Given records:

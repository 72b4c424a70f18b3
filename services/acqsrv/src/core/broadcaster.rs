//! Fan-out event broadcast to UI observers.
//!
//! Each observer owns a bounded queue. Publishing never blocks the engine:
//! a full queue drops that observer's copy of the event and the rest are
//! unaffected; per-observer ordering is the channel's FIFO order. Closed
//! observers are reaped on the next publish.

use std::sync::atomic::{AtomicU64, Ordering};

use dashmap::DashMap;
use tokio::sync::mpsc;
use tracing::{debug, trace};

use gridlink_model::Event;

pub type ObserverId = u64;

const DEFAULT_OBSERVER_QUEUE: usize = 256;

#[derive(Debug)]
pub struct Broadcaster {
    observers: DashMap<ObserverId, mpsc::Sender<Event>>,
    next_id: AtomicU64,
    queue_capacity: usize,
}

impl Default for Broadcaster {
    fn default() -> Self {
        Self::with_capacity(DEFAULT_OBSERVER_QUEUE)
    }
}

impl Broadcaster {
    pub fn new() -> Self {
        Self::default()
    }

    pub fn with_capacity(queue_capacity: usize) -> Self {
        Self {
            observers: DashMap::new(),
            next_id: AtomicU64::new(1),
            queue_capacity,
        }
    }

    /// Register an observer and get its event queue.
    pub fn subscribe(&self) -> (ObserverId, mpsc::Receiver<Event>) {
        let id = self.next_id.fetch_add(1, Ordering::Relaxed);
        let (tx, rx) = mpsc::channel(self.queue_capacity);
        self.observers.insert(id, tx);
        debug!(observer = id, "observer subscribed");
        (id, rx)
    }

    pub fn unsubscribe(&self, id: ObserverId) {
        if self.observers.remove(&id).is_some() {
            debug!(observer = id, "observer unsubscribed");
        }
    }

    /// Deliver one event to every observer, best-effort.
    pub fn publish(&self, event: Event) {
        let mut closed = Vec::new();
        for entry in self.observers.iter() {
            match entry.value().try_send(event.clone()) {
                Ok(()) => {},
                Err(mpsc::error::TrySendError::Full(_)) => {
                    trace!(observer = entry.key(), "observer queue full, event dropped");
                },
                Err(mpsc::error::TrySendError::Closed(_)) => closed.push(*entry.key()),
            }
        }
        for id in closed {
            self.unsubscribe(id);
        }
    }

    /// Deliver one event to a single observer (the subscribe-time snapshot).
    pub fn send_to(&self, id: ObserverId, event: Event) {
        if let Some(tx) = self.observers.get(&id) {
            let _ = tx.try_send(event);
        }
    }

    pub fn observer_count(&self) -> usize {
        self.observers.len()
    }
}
--
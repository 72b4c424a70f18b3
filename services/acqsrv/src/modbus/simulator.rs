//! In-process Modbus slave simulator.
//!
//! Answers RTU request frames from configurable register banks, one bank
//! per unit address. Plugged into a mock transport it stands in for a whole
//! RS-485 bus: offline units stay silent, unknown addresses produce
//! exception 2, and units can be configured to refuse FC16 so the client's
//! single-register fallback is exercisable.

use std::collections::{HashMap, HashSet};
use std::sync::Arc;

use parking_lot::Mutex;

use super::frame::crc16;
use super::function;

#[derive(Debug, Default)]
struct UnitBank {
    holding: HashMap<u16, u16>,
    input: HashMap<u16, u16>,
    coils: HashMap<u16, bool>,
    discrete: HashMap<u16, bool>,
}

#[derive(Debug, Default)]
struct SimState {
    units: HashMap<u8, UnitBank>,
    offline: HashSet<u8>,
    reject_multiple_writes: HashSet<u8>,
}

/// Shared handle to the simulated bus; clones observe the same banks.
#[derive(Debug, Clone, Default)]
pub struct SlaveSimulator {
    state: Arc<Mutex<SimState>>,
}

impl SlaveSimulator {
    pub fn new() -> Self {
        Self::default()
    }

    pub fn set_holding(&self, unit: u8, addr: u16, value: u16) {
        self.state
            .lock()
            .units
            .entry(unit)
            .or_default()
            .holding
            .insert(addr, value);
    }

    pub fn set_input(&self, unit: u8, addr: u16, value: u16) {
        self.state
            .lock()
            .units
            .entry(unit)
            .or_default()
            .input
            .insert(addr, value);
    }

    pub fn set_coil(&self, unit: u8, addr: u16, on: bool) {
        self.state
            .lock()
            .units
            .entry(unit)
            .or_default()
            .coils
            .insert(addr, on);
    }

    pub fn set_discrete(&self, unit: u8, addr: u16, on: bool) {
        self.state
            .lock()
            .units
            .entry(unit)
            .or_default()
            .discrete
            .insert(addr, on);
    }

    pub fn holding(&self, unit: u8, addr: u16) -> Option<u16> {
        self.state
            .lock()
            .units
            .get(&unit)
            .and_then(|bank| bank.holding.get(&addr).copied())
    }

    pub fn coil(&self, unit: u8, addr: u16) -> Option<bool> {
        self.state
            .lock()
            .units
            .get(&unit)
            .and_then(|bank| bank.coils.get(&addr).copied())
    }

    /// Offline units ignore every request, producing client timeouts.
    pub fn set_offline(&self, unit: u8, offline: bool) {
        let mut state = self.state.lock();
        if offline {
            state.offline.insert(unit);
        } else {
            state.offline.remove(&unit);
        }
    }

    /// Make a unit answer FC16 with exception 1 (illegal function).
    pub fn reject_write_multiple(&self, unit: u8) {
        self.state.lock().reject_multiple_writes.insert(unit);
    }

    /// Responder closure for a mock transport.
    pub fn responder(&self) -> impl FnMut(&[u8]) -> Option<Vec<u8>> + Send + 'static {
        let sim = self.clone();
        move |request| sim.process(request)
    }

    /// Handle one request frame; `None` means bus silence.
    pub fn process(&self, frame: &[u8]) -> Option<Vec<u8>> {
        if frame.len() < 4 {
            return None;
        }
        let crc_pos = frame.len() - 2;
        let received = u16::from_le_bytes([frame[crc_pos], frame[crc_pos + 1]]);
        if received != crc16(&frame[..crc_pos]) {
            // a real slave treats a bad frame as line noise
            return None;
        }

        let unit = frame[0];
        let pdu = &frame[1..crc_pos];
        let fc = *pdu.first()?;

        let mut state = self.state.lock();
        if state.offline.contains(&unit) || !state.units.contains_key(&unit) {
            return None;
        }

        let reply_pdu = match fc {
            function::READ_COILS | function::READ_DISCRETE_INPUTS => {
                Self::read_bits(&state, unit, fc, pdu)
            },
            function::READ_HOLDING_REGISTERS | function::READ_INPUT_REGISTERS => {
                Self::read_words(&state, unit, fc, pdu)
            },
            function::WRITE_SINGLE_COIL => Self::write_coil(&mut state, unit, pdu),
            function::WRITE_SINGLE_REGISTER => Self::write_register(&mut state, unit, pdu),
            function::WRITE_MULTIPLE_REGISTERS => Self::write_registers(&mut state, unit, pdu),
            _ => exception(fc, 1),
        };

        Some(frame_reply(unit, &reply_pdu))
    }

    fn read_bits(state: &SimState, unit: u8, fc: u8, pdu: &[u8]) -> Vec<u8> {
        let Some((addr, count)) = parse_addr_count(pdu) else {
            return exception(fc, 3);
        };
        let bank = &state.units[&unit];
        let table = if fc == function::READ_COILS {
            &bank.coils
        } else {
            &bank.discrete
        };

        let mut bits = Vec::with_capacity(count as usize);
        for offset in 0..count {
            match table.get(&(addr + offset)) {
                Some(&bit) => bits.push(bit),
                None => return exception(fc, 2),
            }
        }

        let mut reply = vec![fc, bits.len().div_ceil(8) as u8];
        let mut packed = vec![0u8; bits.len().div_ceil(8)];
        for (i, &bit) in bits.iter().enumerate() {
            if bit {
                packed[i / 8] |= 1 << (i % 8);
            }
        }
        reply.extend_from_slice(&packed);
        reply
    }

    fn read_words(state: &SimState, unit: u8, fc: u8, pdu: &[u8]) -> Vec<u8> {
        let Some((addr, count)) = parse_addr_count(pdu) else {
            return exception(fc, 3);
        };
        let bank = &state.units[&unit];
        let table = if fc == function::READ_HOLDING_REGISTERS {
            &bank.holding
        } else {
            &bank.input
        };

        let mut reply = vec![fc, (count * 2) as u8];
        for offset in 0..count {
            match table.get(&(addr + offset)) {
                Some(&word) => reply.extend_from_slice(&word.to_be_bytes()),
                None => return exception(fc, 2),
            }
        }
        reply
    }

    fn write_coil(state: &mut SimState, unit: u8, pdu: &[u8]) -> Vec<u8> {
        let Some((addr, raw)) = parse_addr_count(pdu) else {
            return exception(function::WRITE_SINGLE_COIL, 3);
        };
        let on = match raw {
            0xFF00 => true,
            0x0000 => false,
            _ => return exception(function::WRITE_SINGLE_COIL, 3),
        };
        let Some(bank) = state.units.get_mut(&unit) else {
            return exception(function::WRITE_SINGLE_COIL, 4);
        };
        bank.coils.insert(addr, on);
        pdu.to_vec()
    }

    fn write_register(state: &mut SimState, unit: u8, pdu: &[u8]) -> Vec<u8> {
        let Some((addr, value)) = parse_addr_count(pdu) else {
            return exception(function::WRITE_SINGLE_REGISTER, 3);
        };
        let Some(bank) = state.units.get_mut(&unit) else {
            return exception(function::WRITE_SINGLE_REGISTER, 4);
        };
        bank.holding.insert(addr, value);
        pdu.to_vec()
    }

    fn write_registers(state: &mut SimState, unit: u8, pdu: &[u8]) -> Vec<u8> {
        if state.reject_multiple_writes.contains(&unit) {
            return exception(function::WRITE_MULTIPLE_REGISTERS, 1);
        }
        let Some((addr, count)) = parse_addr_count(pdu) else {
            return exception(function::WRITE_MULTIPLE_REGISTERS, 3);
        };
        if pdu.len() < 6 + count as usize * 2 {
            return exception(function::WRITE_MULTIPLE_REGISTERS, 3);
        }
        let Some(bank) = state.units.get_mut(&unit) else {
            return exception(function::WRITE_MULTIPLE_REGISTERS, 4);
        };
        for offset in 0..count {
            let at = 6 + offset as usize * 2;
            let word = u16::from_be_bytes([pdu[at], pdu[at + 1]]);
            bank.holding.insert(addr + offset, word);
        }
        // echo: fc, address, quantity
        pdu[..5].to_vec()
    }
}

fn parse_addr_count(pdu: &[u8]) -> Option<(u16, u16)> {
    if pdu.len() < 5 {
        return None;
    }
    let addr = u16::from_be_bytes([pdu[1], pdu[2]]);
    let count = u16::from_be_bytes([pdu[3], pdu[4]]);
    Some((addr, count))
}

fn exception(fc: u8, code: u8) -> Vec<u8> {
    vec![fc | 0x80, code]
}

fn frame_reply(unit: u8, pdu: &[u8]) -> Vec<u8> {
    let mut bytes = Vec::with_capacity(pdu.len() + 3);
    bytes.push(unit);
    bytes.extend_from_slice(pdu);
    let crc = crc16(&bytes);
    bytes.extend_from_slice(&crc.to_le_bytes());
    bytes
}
---
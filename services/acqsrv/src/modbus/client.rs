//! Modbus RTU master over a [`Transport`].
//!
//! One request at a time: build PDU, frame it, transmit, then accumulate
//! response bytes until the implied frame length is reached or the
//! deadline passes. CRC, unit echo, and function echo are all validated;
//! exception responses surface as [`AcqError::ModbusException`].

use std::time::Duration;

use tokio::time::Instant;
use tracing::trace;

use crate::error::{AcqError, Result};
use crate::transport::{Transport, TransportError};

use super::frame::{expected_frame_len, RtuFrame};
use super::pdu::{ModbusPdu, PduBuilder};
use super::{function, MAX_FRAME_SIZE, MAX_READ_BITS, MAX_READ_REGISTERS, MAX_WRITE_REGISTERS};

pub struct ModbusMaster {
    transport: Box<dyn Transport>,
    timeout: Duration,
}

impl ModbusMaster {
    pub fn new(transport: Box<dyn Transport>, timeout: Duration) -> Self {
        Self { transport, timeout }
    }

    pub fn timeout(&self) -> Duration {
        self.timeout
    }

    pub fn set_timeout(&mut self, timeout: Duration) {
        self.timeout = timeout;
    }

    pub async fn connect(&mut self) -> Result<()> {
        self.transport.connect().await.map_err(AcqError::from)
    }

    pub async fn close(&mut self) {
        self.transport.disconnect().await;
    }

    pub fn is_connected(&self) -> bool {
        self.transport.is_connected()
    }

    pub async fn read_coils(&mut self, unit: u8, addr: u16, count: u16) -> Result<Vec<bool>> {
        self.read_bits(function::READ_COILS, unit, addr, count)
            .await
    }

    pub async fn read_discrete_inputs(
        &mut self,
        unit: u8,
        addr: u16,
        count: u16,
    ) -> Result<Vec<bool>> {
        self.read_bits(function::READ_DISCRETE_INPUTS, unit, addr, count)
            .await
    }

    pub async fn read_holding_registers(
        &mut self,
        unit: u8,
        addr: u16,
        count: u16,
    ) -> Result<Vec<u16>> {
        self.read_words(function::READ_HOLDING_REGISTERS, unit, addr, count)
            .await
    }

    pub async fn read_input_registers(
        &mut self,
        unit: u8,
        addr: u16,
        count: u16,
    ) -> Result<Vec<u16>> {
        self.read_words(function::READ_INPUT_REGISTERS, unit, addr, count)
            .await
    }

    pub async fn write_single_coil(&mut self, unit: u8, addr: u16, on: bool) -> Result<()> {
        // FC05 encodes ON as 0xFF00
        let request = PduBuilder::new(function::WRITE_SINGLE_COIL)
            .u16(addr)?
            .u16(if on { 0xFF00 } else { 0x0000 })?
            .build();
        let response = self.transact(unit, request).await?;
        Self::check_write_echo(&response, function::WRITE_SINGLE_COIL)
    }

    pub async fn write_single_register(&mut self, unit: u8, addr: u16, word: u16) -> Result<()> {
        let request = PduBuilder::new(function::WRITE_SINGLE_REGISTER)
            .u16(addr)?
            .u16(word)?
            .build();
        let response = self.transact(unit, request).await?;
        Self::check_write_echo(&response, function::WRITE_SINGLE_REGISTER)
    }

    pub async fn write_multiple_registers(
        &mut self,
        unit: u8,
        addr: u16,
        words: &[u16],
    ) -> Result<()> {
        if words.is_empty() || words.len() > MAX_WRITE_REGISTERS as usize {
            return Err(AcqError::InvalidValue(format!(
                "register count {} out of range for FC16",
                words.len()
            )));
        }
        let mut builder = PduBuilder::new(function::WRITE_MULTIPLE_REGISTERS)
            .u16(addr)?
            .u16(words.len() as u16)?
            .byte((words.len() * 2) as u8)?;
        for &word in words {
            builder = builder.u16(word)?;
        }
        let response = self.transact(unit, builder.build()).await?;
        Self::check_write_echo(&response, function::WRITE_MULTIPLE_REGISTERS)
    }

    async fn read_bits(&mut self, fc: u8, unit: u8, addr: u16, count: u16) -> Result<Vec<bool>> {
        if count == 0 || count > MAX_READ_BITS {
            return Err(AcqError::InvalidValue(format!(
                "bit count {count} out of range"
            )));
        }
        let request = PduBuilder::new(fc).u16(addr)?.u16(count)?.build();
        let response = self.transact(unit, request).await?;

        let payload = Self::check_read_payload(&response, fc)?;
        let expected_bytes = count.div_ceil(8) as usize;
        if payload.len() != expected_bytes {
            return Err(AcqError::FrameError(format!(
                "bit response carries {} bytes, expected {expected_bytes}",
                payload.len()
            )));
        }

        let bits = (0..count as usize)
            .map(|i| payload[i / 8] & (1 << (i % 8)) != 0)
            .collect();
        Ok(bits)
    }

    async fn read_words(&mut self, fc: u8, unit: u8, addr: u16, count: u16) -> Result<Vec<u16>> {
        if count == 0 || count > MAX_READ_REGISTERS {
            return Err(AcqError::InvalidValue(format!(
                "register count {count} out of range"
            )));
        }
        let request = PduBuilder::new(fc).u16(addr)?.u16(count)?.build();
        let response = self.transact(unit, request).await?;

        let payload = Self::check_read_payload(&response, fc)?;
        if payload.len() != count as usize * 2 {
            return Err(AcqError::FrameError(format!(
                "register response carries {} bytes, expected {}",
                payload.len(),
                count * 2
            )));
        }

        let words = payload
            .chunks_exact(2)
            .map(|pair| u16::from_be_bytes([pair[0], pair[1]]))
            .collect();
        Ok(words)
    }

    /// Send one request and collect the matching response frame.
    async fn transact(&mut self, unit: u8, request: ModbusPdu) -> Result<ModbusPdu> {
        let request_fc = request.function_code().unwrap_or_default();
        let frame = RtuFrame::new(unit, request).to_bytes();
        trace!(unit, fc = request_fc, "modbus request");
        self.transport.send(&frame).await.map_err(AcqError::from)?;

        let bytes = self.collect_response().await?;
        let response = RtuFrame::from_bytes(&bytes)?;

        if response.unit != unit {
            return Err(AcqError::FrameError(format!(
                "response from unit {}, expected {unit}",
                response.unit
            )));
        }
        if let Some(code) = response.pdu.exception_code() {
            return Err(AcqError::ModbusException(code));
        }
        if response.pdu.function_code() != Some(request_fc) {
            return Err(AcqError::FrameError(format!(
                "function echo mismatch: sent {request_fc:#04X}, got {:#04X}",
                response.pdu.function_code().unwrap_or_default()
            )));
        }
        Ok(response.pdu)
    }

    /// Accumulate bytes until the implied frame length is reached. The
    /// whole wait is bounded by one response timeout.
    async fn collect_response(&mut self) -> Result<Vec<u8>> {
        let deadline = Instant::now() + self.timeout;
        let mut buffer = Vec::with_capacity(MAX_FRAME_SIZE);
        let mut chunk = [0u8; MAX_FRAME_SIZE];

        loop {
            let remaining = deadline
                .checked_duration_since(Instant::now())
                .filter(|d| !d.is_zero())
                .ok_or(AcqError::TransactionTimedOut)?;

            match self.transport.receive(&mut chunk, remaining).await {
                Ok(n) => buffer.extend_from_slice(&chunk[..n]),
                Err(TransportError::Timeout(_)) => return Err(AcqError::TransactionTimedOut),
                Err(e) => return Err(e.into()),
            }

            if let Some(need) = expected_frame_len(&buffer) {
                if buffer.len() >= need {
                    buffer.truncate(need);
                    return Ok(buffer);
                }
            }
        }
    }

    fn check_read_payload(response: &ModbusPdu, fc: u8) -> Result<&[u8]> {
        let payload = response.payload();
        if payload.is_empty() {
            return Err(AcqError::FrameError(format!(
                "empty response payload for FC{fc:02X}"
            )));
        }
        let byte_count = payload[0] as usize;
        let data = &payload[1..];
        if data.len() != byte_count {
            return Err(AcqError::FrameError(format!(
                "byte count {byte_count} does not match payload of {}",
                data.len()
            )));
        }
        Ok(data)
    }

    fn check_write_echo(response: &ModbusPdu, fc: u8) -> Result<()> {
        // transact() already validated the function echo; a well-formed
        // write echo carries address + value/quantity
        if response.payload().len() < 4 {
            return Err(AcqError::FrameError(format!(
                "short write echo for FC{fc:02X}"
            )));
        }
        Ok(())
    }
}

Problem requirements: When you reach the line holding "pub async fn connect(&mut" in the records above, begin reproducing exactly, stop after the line holding "pub async fn write_single_coil(&mut", and output nothing else.

Answer to this task:
    pub async fn connect(&mut self) -> Result<()> {
        self.transport.connect().await.map_err(AcqError::from)
    }

    pub async fn close(&mut self) {
        self.transport.disconnect().await;
    }

    pub fn is_connected(&self) -> bool {
        self.transport.is_connected()
    }

    pub async fn read_coils(&mut self, unit: u8, addr: u16, count: u16) -> Result<Vec<bool>> {
        self.read_bits(function::READ_COILS, unit, addr, count)
            .await
    }

    pub async fn read_discrete_inputs(
        &mut self,
        unit: u8,
        addr: u16,
        count: u16,
    ) -> Result<Vec<bool>> {
        self.read_bits(function::READ_DISCRETE_INPUTS, unit, addr, count)
            .await
    }

    pub async fn read_holding_registers(
        &mut self,
        unit: u8,
        addr: u16,
        count: u16,
    ) -> Result<Vec<u16>> {
        self.read_words(function::READ_HOLDING_REGISTERS, unit, addr, count)
            .await
    }

    pub async fn read_input_registers(
        &mut self,
        unit: u8,
        addr: u16,
        count: u16,
    ) -> Result<Vec<u16>> {
        self.read_words(function::READ_INPUT_REGISTERS, unit, addr, count)
            .await
    }

    pub async fn write_single_coil(&mut self, unit: u8, addr: u16, on: bool) -> Result<()> {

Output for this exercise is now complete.